### Records to use
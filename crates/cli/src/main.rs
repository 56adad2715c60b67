//! dispatchq - durable background job queue CLI
//!
//! Thin client of the shared SQLite store; `worker start` is the one
//! subcommand that instantiates the worker pool.

mod commands;
mod config;
mod pid;

use anyhow::Result;
use clap::{Parser, Subcommand};
use tracing_subscriber::{fmt, layer::SubscriberExt, util::SubscriberInitExt, EnvFilter};

#[derive(Parser)]
#[command(name = "dispatchq")]
#[command(about = "A durable background job queue with retries and a Dead Letter Queue", long_about = None)]
#[command(version)]
struct Cli {
    #[command(subcommand)]
    command: Commands,
}

#[derive(Subcommand)]
enum Commands {
    /// Add a new job to the queue
    Enqueue {
        /// Job JSON, e.g. '{"command":"echo hi","max_retries":5}'
        job: String,
    },
    /// List jobs by state
    List {
        /// Filter by state (pending, processing, completed, failed, dead)
        #[arg(short, long)]
        state: Option<String>,
    },
    /// Show summary of all job states and active workers
    Status,
    /// Manage the Dead Letter Queue
    Dlq(commands::dlq::DlqArgs),
    /// Manage configuration
    Config(commands::config::ConfigArgs),
    /// Manage worker processes
    Worker(commands::worker::WorkerArgs),
}

#[tokio::main]
async fn main() -> Result<()> {
    let cli = Cli::parse();

    // Workers log their lifecycle; the other commands stay quiet unless asked
    let default_filter = match &cli.command {
        Commands::Worker(_) => "info",
        _ => "warn",
    };
    let env_filter = EnvFilter::try_from_default_env()
        .or_else(|_| EnvFilter::try_new(default_filter))
        .expect("failed to create env filter");
    tracing_subscriber::registry()
        .with(env_filter)
        .with(fmt::layer())
        .init();

    let mut cfg = config::Config::load()?;

    match cli.command {
        Commands::Enqueue { job } => commands::enqueue::execute(&cfg, &job).await?,
        Commands::List { state } => commands::list::execute(&cfg, state.as_deref()).await?,
        Commands::Status => commands::status::execute(&cfg).await?,
        Commands::Dlq(args) => commands::dlq::execute(&cfg, &args).await?,
        Commands::Config(args) => commands::config::execute(&mut cfg, &args)?,
        Commands::Worker(args) => commands::worker::execute(&cfg, &args).await?,
    }

    Ok(())
}
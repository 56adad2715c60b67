//! List jobs, optionally filtered by state.

use tabled::{Table, Tabled};

use dispatchq_core::domain::{Job, JobState};
use dispatchq_core::port::JobStore;
use dispatchq_core::Result;

use crate::config::Config;

#[derive(Tabled)]
struct JobRow {
    #[tabled(rename = "ID")]
    id: String,
    #[tabled(rename = "STATE")]
    state: String,
    #[tabled(rename = "ATTEMPTS")]
    attempts: String,
    #[tabled(rename = "COMMAND")]
    command: String,
    #[tabled(rename = "CREATED")]
    created: String,
    #[tabled(rename = "UPDATED")]
    updated: String,
}

impl JobRow {
    fn from_job(job: &Job) -> Self {
        Self {
            id: job.id.clone(),
            state: job.state.to_string(),
            attempts: format!("{}/{}", job.attempts, job.max_retries),
            command: truncate(&job.command, 40),
            created: job.created_at.format("%Y-%m-%d %H:%M:%S").to_string(),
            updated: job.updated_at.format("%Y-%m-%d %H:%M:%S").to_string(),
        }
    }
}

pub async fn execute(cfg: &Config, state: Option<&str>) -> Result<()> {
    let filter = state.map(|s| s.parse::<JobState>()).transpose()?;

    let (store, _clock) = super::open_store(cfg).await?;
    let jobs = store.list(filter).await?;

    if jobs.is_empty() {
        match state {
            Some(s) => println!("No jobs found with state: {s}"),
            None => println!("No jobs found"),
        }
        return Ok(());
    }

    let rows: Vec<JobRow> = jobs.iter().map(JobRow::from_job).collect();
    println!("{}", Table::new(rows));
    println!("Total: {} job(s)", jobs.len());

    Ok(())
}

fn truncate(s: &str, max: usize) -> String {
    if s.chars().count() <= max {
        s.to_string()
    } else {
        let head: String = s.chars().take(max).collect();
        format!("{head}...")
    }
}
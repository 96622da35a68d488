//! Error types for the core crate.
//!
//! Structural misses (unknown id, non-container target) are not errors:
//! the mutation engine reports them as "no change". Errors are reserved for
//! malformed external payloads and for broken forest invariants.

use thiserror::Error;

/// Failure to decode a clipboard payload, prebuilt template, or imported
/// document.
#[derive(Error, Debug, Clone, PartialEq)]
pub enum TranscodeError {
    #[error("invalid component data: not valid JSON ({0})")]
    Json(String),

    #[error("invalid component data: expected a JSON object")]
    NotAnObject,

    #[error("invalid component data: missing component marker")]
    MissingMarker,

    #[error("invalid component data: missing required field `{0}`")]
    MissingField(&'static str),

    #[error("invalid component data: {0}")]
    Shape(String),

    #[error("unknown prebuilt component `{0}`")]
    UnknownPrebuilt(String),

    #[error("invalid document: {0}")]
    Invariant(#[from] InvariantError),
}

impl From<serde_json::Error> for TranscodeError {
    fn from(e: serde_json::Error) -> Self {
        if e.is_syntax() || e.is_eof() {
            TranscodeError::Json(e.to_string())
        } else {
            TranscodeError::Shape(e.to_string())
        }
    }
}

/// A broken forest invariant. Unreachable when every insertion path
/// regenerates ids; seeing one means two places in the tree share a node.
#[derive(Error, Debug, Clone, PartialEq, Eq)]
pub enum InvariantError {
    #[error("node id `{0}` occurs more than once in the document")]
    DuplicateId(String),
}
//! `log` backend that writes to the browser console.

use log::{Level, LevelFilter, Log, Metadata, Record};

struct ConsoleLogger;

static LOGGER: ConsoleLogger = ConsoleLogger;

impl Log for ConsoleLogger {
    fn enabled(&self, metadata: &Metadata) -> bool {
        metadata.level() <= log::max_level()
    }

    fn log(&self, record: &Record) {
        if !self.enabled(record.metadata()) {
            return;
        }
        let line = format!("[{}] {}", record.target(), record.args());
        write_line(record.level(), &line);
    }

    fn flush(&self) {}
}

#[cfg(target_arch = "wasm32")]
fn write_line(level: Level, line: &str) {
    let value = wasm_bindgen::JsValue::from_str(line);
    match level {
        Level::Error => web_sys::console::error_1(&value),
        Level::Warn => web_sys::console::warn_1(&value),
        Level::Info => web_sys::console::info_1(&value),
        Level::Debug | Level::Trace => web_sys::console::debug_1(&value),
    }
}

#[cfg(not(target_arch = "wasm32"))]
fn write_line(level: Level, line: &str) {
    eprintln!("{level:<5} {line}");
}

/// Install the console logger once. Later calls only adjust the level.
pub fn init(level: LevelFilter) {
    if log::set_logger(&LOGGER).is_err() {
        log::debug!("console logger already installed");
    }
    log::set_max_level(level);
}

/// Parse a level name as used by `RUST_LOG`; unknown names mean `warn`.
pub fn parse_level(name: &str) -> LevelFilter {
    name.parse().unwrap_or(LevelFilter::Warn)
}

### Task prompt
Copy out every line of the material above that contains the string "node".

### Response for this exercise
/// regenerates ids; seeing one means two places in the tree share a node.
    #[error("node id `{0}` occurs more than once in the document")]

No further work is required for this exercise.